Non mi riferivo solamente ai falsi (che comunque non si dovrebbero comprare per principio), ma pure a tutti i telai “no-brand” che si possono facilmente comprare online direttamente dai produttori orientali ad una frazione (anche un decimo) del prezzo dei brand occidentali.
Qual è la percentuale di questi telai falsi e no-brand che presenta un comportamento a rottura e una durata a fatica inferiori a quanto richiesto dalle normative occidentali?
Quant’è invece la percentuale dei telai marchiati da brand occidentali che presentano la stessa struttura interna “fatiscente” dei telai no-brand?
Finché non si riportano almeno questi dati, è impossibile avere una visione chiara della situazione e si può girare il discorso sia a favore dei marchi occidentali che dei produttori orientali.
Per esempio, se volessi favorire i telai no-brand, potrei far notare che i controlli qualità sfruttano per la maggior parte tecniche non distruttive di gran lunga più veloci del processo costruttivo in sè, quindi poco costose anche se venissero controllati tutti i telai prodotti. Pertanto, i costi di qualità stanno negli scarti. Però, per diminuire il numero di scarti basta semplicemente sovradimensionare il design del telaio (cioè aggiungere più materiale) in modo che anche una struttura con qualche difetto in più possa comunque soddisfare i parametri di sicurezza occidentali. I telai risulteranno mediamente più pesanti, ma comunque ci sarà più margine di affidabilità nel caso in cui ci siano dei difetti, quindi ci saranno meno telai da scartare. Questo giochetto le case occidentali non lo possono fare perchè sono ossessionate dai pesi ultra leggeri dei loro prodotti, quindi anche un minimo difetto può risultare in uno scarto. Ora, un tal sistema rigido di controllo che produce molti scarti, può giustificare un prezzo finale anche dieci volte maggiore? Beh, potrebbe esserlo solamente se la percentuale di telai scartati è uguale al 90%! Praticamente impossibile. Un divario di prezzi così alto lo si può giustificare solo introducendo i costi di marketing e progettazione dei marchi occidentali.

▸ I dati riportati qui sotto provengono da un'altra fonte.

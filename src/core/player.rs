//! Players, nations and seat setup.
//!
//! ## PlayerId
//!
//! Type-safe seat identifier. The id of a player equals its index in
//! `GameState::players`, which never changes for the game's duration.
//!
//! ## Nation
//!
//! One of four factions. Each adjusts the starting HP / mana / gold /
//! income and grants one starting card.

use im::Vector;
use serde::{Deserialize, Serialize};

use super::config::{GameSettings, BASE_HP, BASE_INCOME, BASE_MANA};
use crate::cards::Card;

/// Player identifier supporting 1-255 players.
///
/// Player indices are 0-based: the first player is `PlayerId(0)`.
#[derive(Clone, Copy, Debug, PartialEq, Eq, PartialOrd, Ord, Hash, Serialize, Deserialize)]
pub struct PlayerId(pub u8);

impl PlayerId {
    /// Create a new player ID.
    #[must_use]
    pub const fn new(id: u8) -> Self {
        Self(id)
    }

    /// Get the raw player index (0-based).
    #[must_use]
    pub const fn index(self) -> usize {
        self.0 as usize
    }

    /// Iterate over all player IDs for a game with `player_count` players.
    ///
    /// ```
    /// use card_conquest::core::PlayerId;
    ///
    /// let players: Vec<_> = PlayerId::all(3).collect();
    /// assert_eq!(players, vec![PlayerId::new(0), PlayerId::new(1), PlayerId::new(2)]);
    /// ```
    pub fn all(player_count: usize) -> impl Iterator<Item = PlayerId> {
        (0..player_count as u8).map(PlayerId)
    }
}

impl std::fmt::Display for PlayerId {
    fn fmt(&self, f: &mut std::fmt::Formatter<'_>) -> std::fmt::Result {
        write!(f, "Player {}", self.0)
    }
}

/// Playable factions.
#[derive(Clone, Copy, Debug, PartialEq, Eq, Hash, Serialize, Deserialize)]
#[serde(rename_all = "snake_case")]
pub enum Nation {
    /// Sturdy walls: extra max HP.
    Kingdom,
    /// Merchants: extra gold and income.
    Republic,
    /// Priests: extra mana.
    Theocracy,
    /// Raiders: extra gold, an attack card to start.
    Khanate,
}

/// Stat adjustments a nation applies on top of the base values.
#[derive(Clone, Copy, Debug, Default, PartialEq, Eq)]
pub struct NationBonus {
    pub max_hp: i64,
    pub mana: i64,
    pub max_mana: i64,
    pub gold: i64,
    pub income: i64,
}

impl Nation {
    /// All nations, in one-hot encoding order.
    pub const ALL: [Nation; 4] = [Nation::Kingdom, Nation::Republic, Nation::Theocracy, Nation::Khanate];

    /// Position in `Nation::ALL`.
    #[must_use]
    pub const fn index(self) -> usize {
        match self {
            Nation::Kingdom => 0,
            Nation::Republic => 1,
            Nation::Theocracy => 2,
            Nation::Khanate => 3,
        }
    }

    #[must_use]
    pub const fn bonus(self) -> NationBonus {
        match self {
            Nation::Kingdom => NationBonus { max_hp: 20, mana: 0, max_mana: 0, gold: 0, income: 0 },
            Nation::Republic => NationBonus { max_hp: 0, mana: 0, max_mana: 0, gold: 50, income: 5 },
            Nation::Theocracy => NationBonus { max_hp: 0, mana: 20, max_mana: 20, gold: 0, income: 0 },
            Nation::Khanate => NationBonus { max_hp: -10, mana: 0, max_mana: 0, gold: 30, income: 2 },
        }
    }

    /// Catalog id of the card this nation starts with.
    #[must_use]
    pub const fn starting_card(self) -> &'static str {
        match self {
            Nation::Kingdom => "stone_wall",
            Nation::Republic => "trade_route",
            Nation::Theocracy => "divine_light",
            Nation::Khanate => "horse_archers",
        }
    }
}

impl std::fmt::Display for Nation {
    fn fmt(&self, f: &mut std::fmt::Formatter<'_>) -> std::fmt::Result {
        let name = match self {
            Nation::Kingdom => "Kingdom",
            Nation::Republic => "Republic",
            Nation::Theocracy => "Theocracy",
            Nation::Khanate => "Khanate",
        };
        f.write_str(name)
    }
}

/// Seat description handed to the engine when a match is created.
#[derive(Clone, Debug, PartialEq, Serialize, Deserialize)]
pub struct PlayerSetup {
    pub name: String,
    pub is_bot: bool,
    pub nation: Nation,
}

impl PlayerSetup {
    pub fn human(name: impl Into<String>, nation: Nation) -> Self {
        Self { name: name.into(), is_bot: false, nation }
    }

    pub fn bot(name: impl Into<String>, nation: Nation) -> Self {
        Self { name: name.into(), is_bot: true, nation }
    }
}

/// A seated player.
///
/// Invariants kept by the engine: `0 <= hp <= max_hp`,
/// `0 <= mana <= max_mana`, `hand.len() <= max_hand_size`,
/// `lands.len() <= max_land_size`.
#[derive(Clone, Debug, PartialEq, Serialize, Deserialize)]
pub struct Player {
    pub id: PlayerId,
    pub name: String,
    pub is_bot: bool,
    pub nation: Nation,
    pub hp: i64,
    pub max_hp: i64,
    pub mana: i64,
    pub max_mana: i64,
    pub gold: i64,
    /// Passive income per turn, excluding lands.
    pub income: i64,
    /// Bank deposit balance.
    pub deposit: i64,
    pub hand: Vector<Card>,
    /// Industry cards placed for recurring income.
    pub lands: Vector<Card>,
    pub is_dead: bool,
}

impl Player {
    /// Build a fresh player with nation bonuses applied and an empty hand.
    pub fn new(id: PlayerId, setup: &PlayerSetup, settings: &GameSettings) -> Self {
        let bonus = setup.nation.bonus();
        let max_hp = (((BASE_HP + bonus.max_hp) as f64) * settings.health_multiplier).floor() as i64;
        let max_hp = max_hp.max(1);
        let max_mana = (settings.max_mana + bonus.max_mana).max(0);

        Self {
            id,
            name: setup.name.clone(),
            is_bot: setup.is_bot,
            nation: setup.nation,
            hp: max_hp,
            max_hp,
            mana: (BASE_MANA + bonus.mana).clamp(0, max_mana),
            max_mana,
            gold: (settings.initial_gold + bonus.gold).max(0),
            income: BASE_INCOME + bonus.income,
            deposit: 0,
            hand: Vector::new(),
            lands: Vector::new(),
            is_dead: false,
        }
    }

    #[must_use]
    pub fn is_alive(&self) -> bool {
        !self.is_dead
    }

    /// Sum of land card values.
    #[must_use]
    pub fn land_income(&self) -> i64 {
        self.lands.iter().map(|c| c.value).sum()
    }

    /// Gold earned at the start of a turn, before bank interest.
    #[must_use]
    pub fn turn_income(&self, multiplier: f64) -> i64 {
        (((self.income + self.land_income()) as f64) * multiplier).floor() as i64
    }

    /// Position of a card in hand.
    #[must_use]
    pub fn hand_position(&self, card_id: &str) -> Option<usize> {
        self.hand.iter().position(|c| c.id == card_id)
    }

    /// Look up a card in hand.
    #[must_use]
    pub fn card_in_hand(&self, card_id: &str) -> Option<&Card> {
        self.hand.iter().find(|c| c.id == card_id)
    }

    /// Remove a card from hand, returning it.
    pub fn take_from_hand(&mut self, card_id: &str) -> Option<Card> {
        let pos = self.hand_position(card_id)?;
        Some(self.hand.remove(pos))
    }

    pub fn heal(&mut self, amount: i64) {
        self.hp = (self.hp + amount).clamp(0, self.max_hp);
    }

    pub fn restore_mana(&mut self, amount: i64) {
        self.mana = (self.mana + amount).clamp(0, self.max_mana);
    }

    /// Apply damage. Returns true if this killed the player.
    pub fn take_damage(&mut self, amount: i64) -> bool {
        if self.is_dead {
            return false;
        }
        self.hp -= amount.max(0);
        if self.hp <= 0 {
            self.hp = 0;
            self.is_dead = true;
            return true;
        }
        false
    }
}

#[cfg(test)]
mod tests {
    use super::*;

    #[test]
    fn test_player_id_basics() {
        let p0 = PlayerId::new(0);
        let p1 = PlayerId::new(1);

        assert_eq!(p0.index(), 0);
        assert_eq!(p1.index(), 1);
        assert_eq!(format!("{}", p0), "Player 0");
    }

    #[test]
    fn test_nation_bonuses_applied() {
        let settings = GameSettings::default();

        let kingdom = Player::new(PlayerId::new(0), &PlayerSetup::human("a", Nation::Kingdom), &settings);
        assert_eq!(kingdom.max_hp, 120);
        assert_eq!(kingdom.hp, 120);

        let republic = Player::new(PlayerId::new(1), &PlayerSetup::bot("b", Nation::Republic), &settings);
        assert_eq!(republic.gold, 150);
        assert_eq!(republic.income, 15);
        assert!(republic.is_bot);

        let theocracy = Player::new(PlayerId::new(2), &PlayerSetup::bot("c", Nation::Theocracy), &settings);
        assert_eq!(theocracy.mana, 70);
        assert_eq!(theocracy.max_mana, 120);
    }

    #[test]
    fn test_health_multiplier() {
        let settings = GameSettings::default().with_multipliers(1.5, 1.0, 1.0);
        let player = Player::new(PlayerId::new(0), &PlayerSetup::human("a", Nation::Republic), &settings);
        assert_eq!(player.max_hp, 150);
    }

    #[test]
    fn test_take_damage_clamps_and_kills() {
        let settings = GameSettings::default();
        let mut player = Player::new(PlayerId::new(0), &PlayerSetup::human("a", Nation::Republic), &settings);
        player.hp = 15;

        assert!(player.take_damage(20));
        assert_eq!(player.hp, 0);
        assert!(player.is_dead);

        // Already dead: no second death
        assert!(!player.take_damage(5));
    }

    #[test]
    fn test_heal_and_mana_clamped() {
        let settings = GameSettings::default();
        let mut player = Player::new(PlayerId::new(0), &PlayerSetup::human("a", Nation::Republic), &settings);
        player.hp = 90;
        player.heal(50);
        assert_eq!(player.hp, player.max_hp);

        player.restore_mana(-500);
        assert_eq!(player.mana, 0);
    }

    #[test]
    fn test_nation_one_hot_order() {
        for (i, nation) in Nation::ALL.iter().enumerate() {
            assert_eq!(nation.index(), i);
        }
    }
}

Comunque, finché non si riportano dati statistici, tutte le nostre osservazioni rimangono solo chiacchiere.
Magari fosse così semplice. In realtà questi numeri difficilmente si possono ricavare con una statistica degna di questo nome. Però ci sono anche telai “no brand” che arrivano in Europa e in Italia e seguono il normale iter dei controlli. Il problema dei falsi non è solo la costruzione che può esser fatta aggiungendo peso in più, ma anche le metodologie utilizzate che non hanno garanzia di sicurezza. Allo stesso modo non dovrebbero essere acquistati telai no brand, pure se no imitazione di altri, che non vengano dai canali ufficiali.
Uso da anni componentistica After market con estrema soddisfazione,senza problemi.certo bisogna saper scegliere.sono fatti talmente bene,che a chiunque verrebbe il dubbio di dire,perché spendere il triplo x un prodotto ugualmente valido? Io condanno chi acquista prodotti falsi con marchio originale,questo si,ma il resto purtroppo no. Troppi soldi ci fanno pagare x prodotti giustificati da ricerca.progetti è Bla Bla bla.la gente è stanca di essere spennata
Purtroppo la colpa è nostra. Dove c’è domanda il prezzo sale.le bici attuali non valgono tutti quei soldi,il prezzo è da folli. Pedalo ormai da una vita,ho visto ruote di marca rompersi sotto i miei occhi,è ruote diciamo false torturate senza avere problemi.questo dimostra che il prezzo pagato è ingiustificabile.le aziende dovrebbero meditare.capisco che devono guadagnarci ma a tutto c’è un limite.rimane una mia opinione
Stanno riducendo il ciclismo a uno sport da ricconi.come si fa a pagare un qualsiasi telaio x fare un esempio mediamente 3000 euro in su? Non a senso. Se costassero 500 600euro nessuno si sognerebbe di acquistare un falso.